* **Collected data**
==================================================

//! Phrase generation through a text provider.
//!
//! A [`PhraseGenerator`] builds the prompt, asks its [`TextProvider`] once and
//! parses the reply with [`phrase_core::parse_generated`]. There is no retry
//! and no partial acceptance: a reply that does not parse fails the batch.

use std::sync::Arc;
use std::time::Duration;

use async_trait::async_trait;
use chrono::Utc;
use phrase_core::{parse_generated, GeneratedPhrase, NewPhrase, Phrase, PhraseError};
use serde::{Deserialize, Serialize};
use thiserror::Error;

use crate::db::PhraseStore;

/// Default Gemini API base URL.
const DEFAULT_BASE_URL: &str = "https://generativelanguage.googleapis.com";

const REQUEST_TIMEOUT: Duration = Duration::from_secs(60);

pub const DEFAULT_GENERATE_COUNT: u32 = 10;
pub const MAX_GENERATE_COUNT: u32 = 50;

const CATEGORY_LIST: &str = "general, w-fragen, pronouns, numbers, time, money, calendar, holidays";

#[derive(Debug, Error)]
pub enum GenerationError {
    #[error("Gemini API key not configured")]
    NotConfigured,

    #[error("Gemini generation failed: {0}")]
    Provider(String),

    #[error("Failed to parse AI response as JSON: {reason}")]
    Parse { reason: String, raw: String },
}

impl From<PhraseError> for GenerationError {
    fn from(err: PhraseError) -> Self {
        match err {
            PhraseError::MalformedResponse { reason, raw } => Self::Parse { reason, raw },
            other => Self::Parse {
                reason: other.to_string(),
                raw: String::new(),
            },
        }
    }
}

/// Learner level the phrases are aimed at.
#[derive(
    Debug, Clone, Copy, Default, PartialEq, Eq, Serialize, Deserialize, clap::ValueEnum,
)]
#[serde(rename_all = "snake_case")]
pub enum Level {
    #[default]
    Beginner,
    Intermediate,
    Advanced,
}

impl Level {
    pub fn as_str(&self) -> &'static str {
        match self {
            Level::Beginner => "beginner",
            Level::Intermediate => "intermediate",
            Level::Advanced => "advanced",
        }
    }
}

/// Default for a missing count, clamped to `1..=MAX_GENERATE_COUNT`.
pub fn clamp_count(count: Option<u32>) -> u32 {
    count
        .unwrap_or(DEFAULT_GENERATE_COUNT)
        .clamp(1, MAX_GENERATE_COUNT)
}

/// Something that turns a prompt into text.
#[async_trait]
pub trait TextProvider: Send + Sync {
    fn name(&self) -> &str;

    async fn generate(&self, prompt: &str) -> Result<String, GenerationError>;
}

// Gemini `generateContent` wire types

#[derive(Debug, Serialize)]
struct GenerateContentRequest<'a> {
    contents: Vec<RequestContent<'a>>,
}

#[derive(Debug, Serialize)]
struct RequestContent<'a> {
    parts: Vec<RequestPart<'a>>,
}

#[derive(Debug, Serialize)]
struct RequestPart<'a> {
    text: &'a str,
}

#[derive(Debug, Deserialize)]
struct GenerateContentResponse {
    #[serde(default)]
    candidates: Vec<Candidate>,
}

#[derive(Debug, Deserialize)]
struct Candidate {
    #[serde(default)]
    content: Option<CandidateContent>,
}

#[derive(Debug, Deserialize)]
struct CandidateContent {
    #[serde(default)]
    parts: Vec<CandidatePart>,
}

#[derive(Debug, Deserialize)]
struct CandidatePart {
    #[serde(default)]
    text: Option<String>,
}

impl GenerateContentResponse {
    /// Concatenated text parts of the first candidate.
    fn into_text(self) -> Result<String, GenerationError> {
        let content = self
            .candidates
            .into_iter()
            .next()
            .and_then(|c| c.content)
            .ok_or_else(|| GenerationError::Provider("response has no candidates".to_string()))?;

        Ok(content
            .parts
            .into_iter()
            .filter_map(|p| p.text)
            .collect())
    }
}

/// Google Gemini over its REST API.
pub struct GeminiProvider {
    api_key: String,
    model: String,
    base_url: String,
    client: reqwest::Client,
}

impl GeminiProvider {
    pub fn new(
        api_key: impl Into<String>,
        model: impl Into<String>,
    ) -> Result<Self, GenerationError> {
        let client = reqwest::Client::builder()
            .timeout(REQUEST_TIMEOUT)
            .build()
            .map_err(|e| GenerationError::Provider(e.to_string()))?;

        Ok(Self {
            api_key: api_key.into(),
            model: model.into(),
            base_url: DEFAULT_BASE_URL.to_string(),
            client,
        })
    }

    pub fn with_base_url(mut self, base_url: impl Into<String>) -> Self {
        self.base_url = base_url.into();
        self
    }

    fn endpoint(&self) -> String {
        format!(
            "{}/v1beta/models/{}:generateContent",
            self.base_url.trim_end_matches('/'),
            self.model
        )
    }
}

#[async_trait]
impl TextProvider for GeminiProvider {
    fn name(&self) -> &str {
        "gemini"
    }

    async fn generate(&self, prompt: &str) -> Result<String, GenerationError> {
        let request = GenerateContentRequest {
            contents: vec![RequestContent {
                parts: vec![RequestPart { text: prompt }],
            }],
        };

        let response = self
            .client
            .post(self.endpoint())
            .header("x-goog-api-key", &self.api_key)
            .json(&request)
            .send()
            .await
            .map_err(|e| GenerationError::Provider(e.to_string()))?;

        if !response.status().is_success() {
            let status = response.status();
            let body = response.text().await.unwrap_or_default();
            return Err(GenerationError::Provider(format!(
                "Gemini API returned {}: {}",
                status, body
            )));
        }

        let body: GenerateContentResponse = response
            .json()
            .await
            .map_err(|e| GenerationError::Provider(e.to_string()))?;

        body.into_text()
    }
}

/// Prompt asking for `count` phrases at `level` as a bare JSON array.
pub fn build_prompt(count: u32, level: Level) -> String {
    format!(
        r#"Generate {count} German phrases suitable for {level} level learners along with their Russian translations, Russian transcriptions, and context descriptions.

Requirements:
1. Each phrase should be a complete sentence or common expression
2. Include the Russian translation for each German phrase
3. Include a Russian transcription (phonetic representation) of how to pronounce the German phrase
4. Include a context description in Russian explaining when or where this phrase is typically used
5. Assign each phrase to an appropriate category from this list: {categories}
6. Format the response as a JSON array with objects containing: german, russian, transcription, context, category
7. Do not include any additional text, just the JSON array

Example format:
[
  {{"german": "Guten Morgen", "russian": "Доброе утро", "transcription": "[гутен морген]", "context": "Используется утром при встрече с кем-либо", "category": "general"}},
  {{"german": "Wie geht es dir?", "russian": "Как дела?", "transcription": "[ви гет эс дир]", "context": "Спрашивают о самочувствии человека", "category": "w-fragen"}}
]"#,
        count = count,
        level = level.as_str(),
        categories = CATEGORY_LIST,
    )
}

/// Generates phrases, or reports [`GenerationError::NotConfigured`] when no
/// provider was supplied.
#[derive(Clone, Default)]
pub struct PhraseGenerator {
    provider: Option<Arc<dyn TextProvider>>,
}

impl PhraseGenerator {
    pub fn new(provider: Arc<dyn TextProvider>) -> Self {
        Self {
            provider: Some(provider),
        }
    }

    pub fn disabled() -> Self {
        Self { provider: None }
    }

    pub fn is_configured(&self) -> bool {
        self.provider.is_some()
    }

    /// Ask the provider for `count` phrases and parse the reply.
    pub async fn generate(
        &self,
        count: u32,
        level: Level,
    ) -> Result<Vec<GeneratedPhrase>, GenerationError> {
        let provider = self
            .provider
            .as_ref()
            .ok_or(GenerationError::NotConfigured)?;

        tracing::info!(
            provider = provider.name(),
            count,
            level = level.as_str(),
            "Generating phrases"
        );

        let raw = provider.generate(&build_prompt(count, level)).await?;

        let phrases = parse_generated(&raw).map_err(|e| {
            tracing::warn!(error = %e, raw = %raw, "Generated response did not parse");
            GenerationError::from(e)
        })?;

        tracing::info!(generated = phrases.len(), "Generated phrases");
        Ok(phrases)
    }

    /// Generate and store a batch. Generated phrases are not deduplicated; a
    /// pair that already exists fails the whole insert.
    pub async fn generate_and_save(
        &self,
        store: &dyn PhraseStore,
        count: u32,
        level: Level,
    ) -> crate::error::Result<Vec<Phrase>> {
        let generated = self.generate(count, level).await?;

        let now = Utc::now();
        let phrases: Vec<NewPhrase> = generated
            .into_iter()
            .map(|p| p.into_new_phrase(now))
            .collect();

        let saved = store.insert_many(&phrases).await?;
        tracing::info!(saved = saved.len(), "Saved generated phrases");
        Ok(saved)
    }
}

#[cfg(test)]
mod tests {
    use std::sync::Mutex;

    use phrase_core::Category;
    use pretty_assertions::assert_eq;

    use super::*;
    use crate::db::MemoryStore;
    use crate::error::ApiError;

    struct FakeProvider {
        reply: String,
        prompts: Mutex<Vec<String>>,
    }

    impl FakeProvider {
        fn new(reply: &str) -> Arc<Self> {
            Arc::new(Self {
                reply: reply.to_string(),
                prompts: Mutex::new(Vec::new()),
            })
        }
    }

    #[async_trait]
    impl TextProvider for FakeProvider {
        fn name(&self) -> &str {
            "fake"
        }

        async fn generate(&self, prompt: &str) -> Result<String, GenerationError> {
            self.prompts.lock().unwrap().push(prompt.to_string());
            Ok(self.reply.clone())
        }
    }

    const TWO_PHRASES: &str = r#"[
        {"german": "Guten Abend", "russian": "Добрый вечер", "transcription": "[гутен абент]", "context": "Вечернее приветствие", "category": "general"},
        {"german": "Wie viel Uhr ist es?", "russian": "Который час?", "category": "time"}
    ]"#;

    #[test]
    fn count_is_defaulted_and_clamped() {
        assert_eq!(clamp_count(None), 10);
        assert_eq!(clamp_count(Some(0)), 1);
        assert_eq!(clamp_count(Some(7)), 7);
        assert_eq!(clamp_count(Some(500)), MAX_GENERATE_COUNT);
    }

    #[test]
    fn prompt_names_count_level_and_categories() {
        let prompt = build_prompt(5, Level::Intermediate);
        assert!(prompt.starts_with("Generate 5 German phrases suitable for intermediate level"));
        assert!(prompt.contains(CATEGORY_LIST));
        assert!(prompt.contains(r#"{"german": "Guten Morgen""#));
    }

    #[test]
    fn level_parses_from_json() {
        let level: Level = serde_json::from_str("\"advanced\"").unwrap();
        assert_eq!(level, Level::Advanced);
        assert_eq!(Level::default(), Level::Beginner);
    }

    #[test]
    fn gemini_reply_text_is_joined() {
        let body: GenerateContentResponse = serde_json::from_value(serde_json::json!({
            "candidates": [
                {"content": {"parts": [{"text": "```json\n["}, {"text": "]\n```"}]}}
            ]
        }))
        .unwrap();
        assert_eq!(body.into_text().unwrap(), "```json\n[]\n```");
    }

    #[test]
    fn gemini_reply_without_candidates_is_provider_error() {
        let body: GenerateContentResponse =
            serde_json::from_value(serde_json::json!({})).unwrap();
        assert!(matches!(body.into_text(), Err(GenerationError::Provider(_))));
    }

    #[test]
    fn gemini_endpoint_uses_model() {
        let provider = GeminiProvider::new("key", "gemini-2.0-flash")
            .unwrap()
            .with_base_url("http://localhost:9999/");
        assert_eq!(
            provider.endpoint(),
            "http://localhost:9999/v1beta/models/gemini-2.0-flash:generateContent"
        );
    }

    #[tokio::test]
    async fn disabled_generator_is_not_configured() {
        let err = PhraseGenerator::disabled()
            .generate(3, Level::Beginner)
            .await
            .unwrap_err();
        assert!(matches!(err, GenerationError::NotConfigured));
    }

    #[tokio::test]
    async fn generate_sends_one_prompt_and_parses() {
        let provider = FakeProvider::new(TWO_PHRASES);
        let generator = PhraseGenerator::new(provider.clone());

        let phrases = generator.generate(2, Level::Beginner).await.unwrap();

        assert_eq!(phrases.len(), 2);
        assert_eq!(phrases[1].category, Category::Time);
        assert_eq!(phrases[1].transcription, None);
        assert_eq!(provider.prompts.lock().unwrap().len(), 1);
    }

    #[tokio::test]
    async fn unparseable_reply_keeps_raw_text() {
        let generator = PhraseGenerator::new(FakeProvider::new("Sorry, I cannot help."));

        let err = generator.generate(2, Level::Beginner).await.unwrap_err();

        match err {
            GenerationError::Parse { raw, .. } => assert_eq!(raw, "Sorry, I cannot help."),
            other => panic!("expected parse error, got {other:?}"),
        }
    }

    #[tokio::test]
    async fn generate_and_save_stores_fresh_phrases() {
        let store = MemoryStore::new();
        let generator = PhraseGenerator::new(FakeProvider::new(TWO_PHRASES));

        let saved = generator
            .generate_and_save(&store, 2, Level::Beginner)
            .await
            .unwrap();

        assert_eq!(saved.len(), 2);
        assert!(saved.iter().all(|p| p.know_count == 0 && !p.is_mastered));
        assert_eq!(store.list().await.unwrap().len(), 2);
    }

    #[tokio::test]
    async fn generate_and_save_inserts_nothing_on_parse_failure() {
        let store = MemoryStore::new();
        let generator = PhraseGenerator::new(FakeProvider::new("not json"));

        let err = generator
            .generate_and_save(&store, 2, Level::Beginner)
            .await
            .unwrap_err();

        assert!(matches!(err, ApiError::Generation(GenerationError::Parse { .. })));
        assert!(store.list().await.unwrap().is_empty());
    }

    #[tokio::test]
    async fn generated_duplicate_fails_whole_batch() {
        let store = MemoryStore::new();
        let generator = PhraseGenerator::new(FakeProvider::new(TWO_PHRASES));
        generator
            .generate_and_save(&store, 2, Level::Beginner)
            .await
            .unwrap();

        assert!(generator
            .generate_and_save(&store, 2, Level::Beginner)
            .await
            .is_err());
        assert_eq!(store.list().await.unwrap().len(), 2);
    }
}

==================================================

* **What the exercise asks**
Word for word, please print every line from the beginning of the records to the line bearing "is no retry", counting both ends and stopping there.

* **Written response**
//! Phrase generation through a text provider.
//!
//! A [`PhraseGenerator`] builds the prompt, asks its [`TextProvider`] once and
//! parses the reply with [`phrase_core::parse_generated`]. There is no retry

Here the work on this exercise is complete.